白日里那场县令横死、捕头殒命的轩然大波,似乎并未惊扰到此地的半分富贵安宁。
府内隐约透出的丝竹管弦之声,夹杂着男子肆意的狂笑和女子压抑的啜泣,在寂静的深夜里显得格外刺耳,如同毒蛇冰冷的信子,舔舐着院墙外潜伏者的神经。
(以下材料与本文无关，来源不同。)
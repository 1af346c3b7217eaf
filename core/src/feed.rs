//! The two public read paths: term search and latest posts.

use crate::cache::SearchCache;
use crate::config::FeedConfig;
use crate::enricher::{enrich_post, EnrichedPost};
use crate::ranker::{rank_candidates, LatestScan};
use crate::store::{GraphStore, GraphView};
use crate::{FeedError, NodeId, Result, Timestamp};
use std::sync::atomic::{AtomicBool, Ordering};
use std::sync::Arc;
use std::time::{SystemTime, UNIX_EPOCH};
use tokio::time::Instant;
use tracing::{debug, error, trace, warn};

const PAGE_PREALLOC: usize = 256;

/// Paging and viewer parameters shared by both read paths.
#[derive(Debug, Clone, Default)]
pub struct PageRequest {
    pub limit: Option<usize>,
    /// Exclusive upper time bound; `None` means now.
    pub since: Option<Timestamp>,
    pub username: Option<String>,
}

/// Cancellation flag shared between a request and its blocking store work.
///
/// Store loops call [`Abort::check`] once per id they touch.
#[derive(Debug, Clone, Default)]
pub struct Abort(Arc<AtomicBool>);

impl Abort {
    pub fn trip(&self) { self.0.store(true, Ordering::Relaxed); }

    pub fn check(&self) -> Result<()> {
        if self.0.load(Ordering::Relaxed) { Err(FeedError::Timeout) } else { Ok(()) }
    }
}

#[derive(Clone)]
pub struct FeedAssembler {
    store: Arc<dyn GraphStore>,
    cache: SearchCache,
    config: FeedConfig,
}

impl FeedAssembler {
    pub fn new(store: Arc<dyn GraphStore>, cache: SearchCache, config: FeedConfig) -> Self {
        Self { store, cache, config }
    }

    pub fn cache(&self) -> &SearchCache { &self.cache }

    pub fn config(&self) -> &FeedConfig { &self.config }

    /// Newest posts matching `term`, older than the cursor, enriched in rank order.
    pub async fn search(&self, term: &str, req: &PageRequest) -> Result<Vec<EnrichedPost>> {
        let limit = self.config.clamp_limit(req.limit);
        let cursor = req.since.unwrap_or_else(now_epoch);
        let deadline = Instant::now() + self.config.request_timeout;
        let candidates = tokio::time::timeout_at(deadline, self.cache.get(term))
            .await
            .map_err(|_| FeedError::Timeout)??;
        let threshold = self.config.parallel_threshold;
        let username = req.username.clone();
        debug!(term, candidates = candidates.len(), limit, cursor, "search");
        self.run_blocking(deadline, move |view, abort| {
            let viewer = resolve_viewer(view, username.as_deref())?;
            let ranked = rank_candidates(view, &candidates, cursor, limit, threshold, abort)?;
            let mut page = Vec::with_capacity(ranked.len());
            for c in ranked {
                abort.check()?;
                if let Some(post) = enrich_or_skip(view, c.id, viewer)? {
                    page.push(post);
                }
            }
            Ok(page)
        })
        .await
    }

    /// Newest posts in the whole store, older than the cursor.
    pub async fn latest(&self, req: &PageRequest) -> Result<Vec<EnrichedPost>> {
        let limit = self.config.clamp_limit(req.limit);
        let cursor = req.since.unwrap_or_else(now_epoch);
        let username = req.username.clone();
        debug!(limit, cursor, "latest");
        let deadline = Instant::now() + self.config.request_timeout;
        self.run_blocking(deadline, move |view, abort| {
            let viewer = resolve_viewer(view, username.as_deref())?;
            let mut page = Vec::with_capacity(limit.min(PAGE_PREALLOC));
            if limit == 0 {
                return Ok(page);
            }
            for c in LatestScan::new(view, cursor)?.with_abort(abort.clone()) {
                if let Some(post) = enrich_or_skip(view, c?.id, viewer)? {
                    page.push(post);
                    if page.len() == limit {
                        break;
                    }
                }
            }
            Ok(page)
        })
        .await
    }

    /// Run store work for one request on the blocking pool against a single
    /// view. Past `deadline` the work is told to stop and nothing partial escapes.
    async fn run_blocking<T, F>(&self, deadline: Instant, work: F) -> Result<T>
    where
        T: Send + 'static,
        F: FnOnce(&dyn GraphView, &Abort) -> Result<T> + Send + 'static,
    {
        let view = self.store.view();
        let abort = Abort::default();
        let flag = abort.clone();
        let task = tokio::task::spawn_blocking(move || work(view.as_ref(), &flag));
        match tokio::time::timeout_at(deadline, task).await {
            Ok(joined) => joined.map_err(|e| FeedError::Store(format!("feed task failed: {e}")))?,
            Err(_) => {
                abort.trip();
                warn!(timeout = ?self.config.request_timeout, "request timed out, discarding page");
                Err(FeedError::Timeout)
            }
        }
    }
}

fn now_epoch() -> Timestamp {
    SystemTime::now().duration_since(UNIX_EPOCH).map(|d| d.as_secs() as Timestamp).unwrap_or(0)
}

/// An unknown username is not an error; the viewer fields are just omitted.
fn resolve_viewer(view: &dyn GraphView, username: Option<&str>) -> Result<Option<NodeId>> {
    let Some(name) = username else { return Ok(None) };
    let viewer = view.resolve_user(name)?;
    if viewer.is_none() {
        debug!(username = name, "unknown viewer");
    }
    Ok(viewer)
}

fn enrich_or_skip(view: &dyn GraphView, id: NodeId, viewer: Option<NodeId>) -> Result<Option<EnrichedPost>> {
    match enrich_post(view, id, viewer) {
        Ok(post) => Ok(Some(post)),
        Err(FeedError::StaleIdentifier(id)) => {
            trace!(id, "post vanished before enrichment");
            Ok(None)
        }
        Err(FeedError::OrphanedPost(id)) => {
            error!(post_id = id, "post has no author edge, skipping");
            Ok(None)
        }
        Err(e) => Err(e),
    }
}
古星河、裴樱和阿骨三人,如同三片融入夜色的影子,悄无声息地伏在府邸西侧一条狭窄的暗巷深处。
巷子里弥漫着腐烂菜叶和阴沟污水混合的酸馊气味。
古星河的目光如同精准的尺规,一寸寸丈量着前方沈府的高墙。
墙头每隔十数丈便悬着一盏昏黄的气死风灯,勾勒出巡逻守卫来回晃动的模糊身影。
角门紧闭,铁皮包边,门轴厚重,显然不是轻易能破开的。
裴樱紧贴在冰冷的墙壁上,身体绷得像一张拉满的弓。
她身上穿着从死去杀手身上剥下的灰褐色劲装,虽不合身,却完美地融入了夜色。
那柄淬了幽蓝寒光的短匕死死攥在手中,指节因为过度用力而发白,仿佛要将刀柄捏碎。
她的目光死死锁定着沈府深处灯火最亮、喧嚣最盛的那座楼阁,那里便是沈炼的所在。
每一次从里面飘出的狞笑,都像鞭子一样抽打在她布满血丝的眼底,刻骨的仇恨几乎要烧穿她的理智。
“沈炼…”
她牙缝里挤出这两个字,声音嘶哑如同砂纸摩擦,带着浓重的血腥气。
古星河没有看她,但能清晰感受到她身上散发出的、几乎凝成实质的杀意。
他压低声音,语速极快,却字字清晰:“府内守卫森严,硬闯必死。
听我安排。”
他解下背上的褡裢,从里面取出两个沉甸甸的皮囊,皮囊口用蜡封着,散发出刺鼻的桐油气味。
“阿骨,”
古星河转向身边那庞大的身影,指着前方巷口拐角处,“看到那条通往前院守卫房的石板路了吗?那是守卫换岗的必经之路。
等会听到我学夜枭叫三声,你就把这两个皮囊里的东西,全部泼在那条路中间!
泼完立刻退回来,躲进这个墙角,像山石一样趴着,别动,也别出声!
明白吗?”
他的目光沉静,带着不容置疑的力量。
阿骨用力地点了点头,喉咙里发出低沉的咕噜声表示明白。
他小心翼翼地接过那两个皮囊,动作笨拙却异常轻柔,仿佛捧着易碎的鸟蛋。
古星河的目光转向裴樱,锐利如刀:“你带阿骨,目标在西跨院下人房后的柴房!
据我所知,被强掳来的女子都关在那里。
阿骨撞开门后,你立刻进去救人,带她们从西侧角门撤退!
记住,救人第一!
不可恋战!”
他顿了顿,声音压得更低,带着一种沉重的警告,“裴樱,沈炼的命,现在不能取!”